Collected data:

=== Section Start ===

impl PathFinder {
    /// Fully general constructor parameterized by the strategy objects
    pub fn with_strategies(
        board: Arc<Board>,
        ranker: Box<dyn PathRanker + Send + Sync>,
        relaxer: Box<dyn Relaxer + Send + Sync>,
        vocab: &[StepKind],
    ) -> Self {
        Self {
            board,
            ranker,
            relaxer,
            filters: Vec::new(),
            stop: None,
            vocab: vocab.to_vec(),
            frontier: BinaryHeap::new(),
            best: FxHashMap::default(),
            state: SearchState::Idle,
            seq: 0,
            warned_off_board: false,
        }
    }

    // ------------------------------------------------------------------
    // Preset configurations
    // ------------------------------------------------------------------

    /// Point-to-point least-cost search (A* with the admissible heuristic)
    pub fn shortest_to(board: Arc<Board>, dest: Hex) -> Self {
        Self::with_strategies(
            board,
            Box::new(AStarRanker::new(dest)),
            Box::new(GroundRelaxer),
            GROUND_VOCAB,
        )
        .with_oracle(Arc::new(BasicLegality::new()))
        .with_stop(Box::new(DestinationReached::new(dest)))
    }

    /// Exhaustive one-to-all search within an MP budget
    pub fn reachable(board: Arc<Board>, max_mp: u32) -> Self {
        Self::with_strategies(
            board,
            Box::new(MpUsedRanker),
            Box::new(GroundRelaxer),
            GROUND_VOCAB,
        )
        .with_oracle(Arc::new(BasicLegality::new()))
        .with_filter(Box::new(MpCeilingFilter::new(max_mp)))
    }

    /// One-to-all search for a jumping unit; seed with a jumping start path
    pub fn jump_reachable(board: Arc<Board>, max_mp: u32) -> Self {
        Self::with_strategies(
            board,
            Box::new(MpUsedRanker),
            Box::new(GroundRelaxer),
            JUMP_VOCAB,
        )
        .with_oracle(Arc::new(BasicLegality::new()))
        .with_filter(Box::new(MpCeilingFilter::new(max_mp)))
    }

    /// Fast non-optimal "move generally toward X" search for bot planning
    pub fn greedy_to(board: Arc<Board>, dest: Hex) -> Self {
        Self::with_strategies(
            board,
            Box::new(GreedyRanker::new(dest)),
            Box::new(GroundRelaxer),
            GROUND_VOCAB,
        )
        .with_oracle(Arc::new(BasicLegality::new()))
        .with_filter(Box::new(TowardDestFilter::new(dest)))
        .with_stop(Box::new(DestinationReached::new(dest)))
    }

    /// One-to-all search for aerodyne movement under the velocity envelope
    pub fn aero_reachable(board: Arc<Board>) -> Self {
        Self::with_strategies(
            board,
            Box::new(AeroMpUsedRanker),
            Box::new(AeroRelaxer),
            AERO_VOCAB,
        )
        .with_oracle(Arc::new(BasicLegality::new()))
        .with_filter(Box::new(VelocityFilter))
    }

    /// One-to-all search for spheroid / airship movement
    pub fn spheroid_reachable(board: Arc<Board>) -> Self {
        Self::with_strategies(
            board,
            Box::new(PathLengthRanker),
            Box::new(AeroRelaxer),
            AERO_VOCAB,
        )
        .with_oracle(Arc::new(BasicLegality::new()))
        .with_filter(Box::new(VelocityFilter))
    }

    // ------------------------------------------------------------------
    // Builder-style configuration
    // ------------------------------------------------------------------

    pub fn with_filter(mut self, filter: Box<dyn PathFilter + Send + Sync>) -> Self {
        self.filters.push(filter);
        self
    }

    /// Install a movement-legality oracle (the game-rules integration point)
    pub fn with_oracle(self, oracle: Arc<dyn MoveLegality + Send + Sync>) -> Self {
        self.with_filter(Box::new(LegalityFilter::new(oracle)))
    }

    pub fn with_stop(mut self, stop: Box<dyn StopCondition + Send + Sync>) -> Self {
        self.stop = Some(stop);
        self
    }

    // ------------------------------------------------------------------
    // Execution
    // ------------------------------------------------------------------

    pub fn state(&self) -> SearchState {
        self.state
    }

    pub fn board(&self) -> &Board {
        &self.board
    }

    /// Run the search from one or more seed paths until the frontier is
    /// exhausted or a stop condition fires.
    pub fn run(&mut self, starts: impl IntoIterator<Item = MovePath>) -> Result<(), SearchError> {
        self.frontier.clear();
        self.best.clear();
        self.seq = 0;
        self.warned_off_board = false;

        let mut seeded = 0usize;
        for start in starts {
            if !self.board.contains(start.pos()) {
                let pos = start.pos();
                return Err(SearchError::StartOffBoard(pos.q, pos.r));
            }
            self.admit(start);
            seeded += 1;
        }
        if seeded == 0 {
            return Err(SearchError::NoStartState);
        }

        self.state = SearchState::Running;
        while let Some(Reverse(entry)) = self.frontier.pop() {
            // Lazy deletion: a candidate superseded while it sat in the
            // frontier is discarded, never re-expanded
            if let Some(best) = self.best.get(&entry.path.key()) {
                if self.ranker.key(best, &self.board) < entry.key {
                    continue;
                }
            }

            if let Some(stop) = &self.stop {
                if stop.should_stop(&entry.path) {
                    self.state = SearchState::Exhausted;
                    return Ok(());
                }
            }

            for result in entry.path.extensions(&self.board, &self.vocab) {
                match result {
                    Ok(succ) => {
                        if self.filters.iter().all(|f| f.accept(&succ, &self.board)) {
                            self.admit(succ);
                        }
                    }
                    Err(StepRejection::OffBoard(hex)) => {
                        if !self.warned_off_board {
                            debug!(q = hex.q, r = hex.r, "expansion hit a hex missing from the board; treating as impassable");
                            self.warned_off_board = true;
                        }
                    }
                    Err(_) => {}
                }
            }
        }

        self.state = SearchState::Exhausted;
        Ok(())
    }

    /// Relax a candidate into the cost map; push it if it won
    fn admit(&mut self, path: MovePath) {
        let key = path.key();
        let incumbent = self.best.get(&key);
        if self
            .relaxer
            .relaxes(&path, incumbent, &self.board, self.ranker.as_ref())
        {
            let rank = self.ranker.key(&path, &self.board);
            self.best.insert(key, path.clone());
            self.seq += 1;
            self.frontier.push(Reverse(FrontierEntry {
                key: rank,
                seq: self.seq,
                path,
            }));
        }
    }

    // ------------------------------------------------------------------
    // Results
    // ------------------------------------------------------------------

    /// Least-cost path ending at a hex, minimized across final facings.
    /// An absent entry means the hex is unreachable; that is a normal
    /// outcome, not an error.
    pub fn best_path_to(&self, hex: Hex) -> Option<&MovePath> {
        self.best
            .iter()
            .filter(|((pos, _), _)| *pos == hex)
            .map(|(_, path)| path)
            .min_by_key(|path| self.ranker.key(path, &self.board))
    }

    /// One entry per reachable hex, each the minimal path across facings
    pub fn all_best_paths(&self) -> FxHashMap<Hex, MovePath> {
        let mut out: FxHashMap<Hex, MovePath> = FxHashMap::default();
        for path in self.best.values() {
            match out.get(&path.pos()) {
                Some(cur)
                    if self.ranker.key(cur, &self.board)
                        <= self.ranker.key(path, &self.board) => {}
                _ => {
                    out.insert(path.pos(), path.clone());
                }
            }
        }
        out
    }

    /// The raw best-known-cost map, keyed by (position, facing)
    pub fn all_best_paths_by_facing(&self) -> &FxHashMap<PathKey, MovePath> {
        &self.best
    }
}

=== Section End ===

*Exercise prompt*
Please repeat every entry, exactly as it was written.

*Solution to this exercise*
impl PathFinder {
    /// Fully general constructor parameterized by the strategy objects
    pub fn with_strategies(
        board: Arc<Board>,
        ranker: Box<dyn PathRanker + Send + Sync>,
        relaxer: Box<dyn Relaxer + Send + Sync>,
        vocab: &[StepKind],
    ) -> Self {
        Self {
            board,
            ranker,
            relaxer,
            filters: Vec::new(),
            stop: None,
            vocab: vocab.to_vec(),
            frontier: BinaryHeap::new(),
            best: FxHashMap::default(),
            state: SearchState::Idle,
            seq: 0,
            warned_off_board: false,
        }
    }

    // ------------------------------------------------------------------
    // Preset configurations
    // ------------------------------------------------------------------

    /// Point-to-point least-cost search (A* with the admissible heuristic)
    pub fn shortest_to(board: Arc<Board>, dest: Hex) -> Self {
        Self::with_strategies(
            board,
            Box::new(AStarRanker::new(dest)),
            Box::new(GroundRelaxer),
            GROUND_VOCAB,
        )
        .with_oracle(Arc::new(BasicLegality::new()))
        .with_stop(Box::new(DestinationReached::new(dest)))
    }

    /// Exhaustive one-to-all search within an MP budget
    pub fn reachable(board: Arc<Board>, max_mp: u32) -> Self {
        Self::with_strategies(
            board,
            Box::new(MpUsedRanker),
            Box::new(GroundRelaxer),
            GROUND_VOCAB,
        )
        .with_oracle(Arc::new(BasicLegality::new()))
        .with_filter(Box::new(MpCeilingFilter::new(max_mp)))
    }

    /// One-to-all search for a jumping unit; seed with a jumping start path
    pub fn jump_reachable(board: Arc<Board>, max_mp: u32) -> Self {
        Self::with_strategies(
            board,
            Box::new(MpUsedRanker),
            Box::new(GroundRelaxer),
            JUMP_VOCAB,
        )
        .with_oracle(Arc::new(BasicLegality::new()))
        .with_filter(Box::new(MpCeilingFilter::new(max_mp)))
    }

    /// Fast non-optimal "move generally toward X" search for bot planning
    pub fn greedy_to(board: Arc<Board>, dest: Hex) -> Self {
        Self::with_strategies(
            board,
            Box::new(GreedyRanker::new(dest)),
            Box::new(GroundRelaxer),
            GROUND_VOCAB,
        )
        .with_oracle(Arc::new(BasicLegality::new()))
        .with_filter(Box::new(TowardDestFilter::new(dest)))
        .with_stop(Box::new(DestinationReached::new(dest)))
    }

    /// One-to-all search for aerodyne movement under the velocity envelope
    pub fn aero_reachable(board: Arc<Board>) -> Self {
        Self::with_strategies(
            board,
            Box::new(AeroMpUsedRanker),
            Box::new(AeroRelaxer),
            AERO_VOCAB,
        )
        .with_oracle(Arc::new(BasicLegality::new()))
        .with_filter(Box::new(VelocityFilter))
    }

    /// One-to-all search for spheroid / airship movement
    pub fn spheroid_reachable(board: Arc<Board>) -> Self {
        Self::with_strategies(
            board,
            Box::new(PathLengthRanker),
            Box::new(AeroRelaxer),
            AERO_VOCAB,
        )
        .with_oracle(Arc::new(BasicLegality::new()))
        .with_filter(Box::new(VelocityFilter))
    }

    // ------------------------------------------------------------------
    // Builder-style configuration
    // ------------------------------------------------------------------

    pub fn with_filter(mut self, filter: Box<dyn PathFilter + Send + Sync>) -> Self {
        self.filters.push(filter);
        self
    }

    /// Install a movement-legality oracle (the game-rules integration point)
    pub fn with_oracle(self, oracle: Arc<dyn MoveLegality + Send + Sync>) -> Self {
        self.with_filter(Box::new(LegalityFilter::new(oracle)))
    }

    pub fn with_stop(mut self, stop: Box<dyn StopCondition + Send + Sync>) -> Self {
        self.stop = Some(stop);
        self
    }

    // ------------------------------------------------------------------
    // Execution
    // ------------------------------------------------------------------

    pub fn state(&self) -> SearchState {
        self.state
    }

    pub fn board(&self) -> &Board {
        &self.board
    }

    /// Run the search from one or more seed paths until the frontier is
    /// exhausted or a stop condition fires.
    pub fn run(&mut self, starts: impl IntoIterator<Item = MovePath>) -> Result<(), SearchError> {
        self.frontier.clear();
        self.best.clear();
        self.seq = 0;
        self.warned_off_board = false;

        let mut seeded = 0usize;
        for start in starts {
            if !self.board.contains(start.pos()) {
                let pos = start.pos();
                return Err(SearchError::StartOffBoard(pos.q, pos.r));
            }
            self.admit(start);
            seeded += 1;
        }
        if seeded == 0 {
            return Err(SearchError::NoStartState);
        }

        self.state = SearchState::Running;
        while let Some(Reverse(entry)) = self.frontier.pop() {
            // Lazy deletion: a candidate superseded while it sat in the
            // frontier is discarded, never re-expanded
            if let Some(best) = self.best.get(&entry.path.key()) {
                if self.ranker.key(best, &self.board) < entry.key {
                    continue;
                }
            }

            if let Some(stop) = &self.stop {
                if stop.should_stop(&entry.path) {
                    self.state = SearchState::Exhausted;
                    return Ok(());
                }
            }

            for result in entry.path.extensions(&self.board, &self.vocab) {
                match result {
                    Ok(succ) => {
                        if self.filters.iter().all(|f| f.accept(&succ, &self.board)) {
                            self.admit(succ);
                        }
                    }
                    Err(StepRejection::OffBoard(hex)) => {
                        if !self.warned_off_board {
                            debug!(q = hex.q, r = hex.r, "expansion hit a hex missing from the board; treating as impassable");
                            self.warned_off_board = true;
                        }
                    }
                    Err(_) => {}
                }
            }
        }

        self.state = SearchState::Exhausted;
        Ok(())
    }

    /// Relax a candidate into the cost map; push it if it won
    fn admit(&mut self, path: MovePath) {
        let key = path.key();
        let incumbent = self.best.get(&key);
        if self
            .relaxer
            .relaxes(&path, incumbent, &self.board, self.ranker.as_ref())
        {
            let rank = self.ranker.key(&path, &self.board);
            self.best.insert(key, path.clone());
            self.seq += 1;
            self.frontier.push(Reverse(FrontierEntry {
                key: rank,
                seq: self.seq,
                path,
            }));
        }
    }

    // ------------------------------------------------------------------
    // Results
    // ------------------------------------------------------------------

    /// Least-cost path ending at a hex, minimized across final facings.
    /// An absent entry means the hex is unreachable; that is a normal
    /// outcome, not an error.
    pub fn best_path_to(&self, hex: Hex) -> Option<&MovePath> {
        self.best
            .iter()
            .filter(|((pos, _), _)| *pos == hex)
            .map(|(_, path)| path)
            .min_by_key(|path| self.ranker.key(path, &self.board))
    }

    /// One entry per reachable hex, each the minimal path across facings
    pub fn all_best_paths(&self) -> FxHashMap<Hex, MovePath> {
        let mut out: FxHashMap<Hex, MovePath> = FxHashMap::default();
        for path in self.best.values() {
            match out.get(&path.pos()) {
                Some(cur)
                    if self.ranker.key(cur, &self.board)
                        <= self.ranker.key(path, &self.board) => {}
                _ => {
                    out.insert(path.pos(), path.clone());
                }
            }
        }
        out
    }

    /// The raw best-known-cost map, keyed by (position, facing)
    pub fn all_best_paths_by_facing(&self) -> &FxHashMap<PathKey, MovePath> {
        &self.best
    }
}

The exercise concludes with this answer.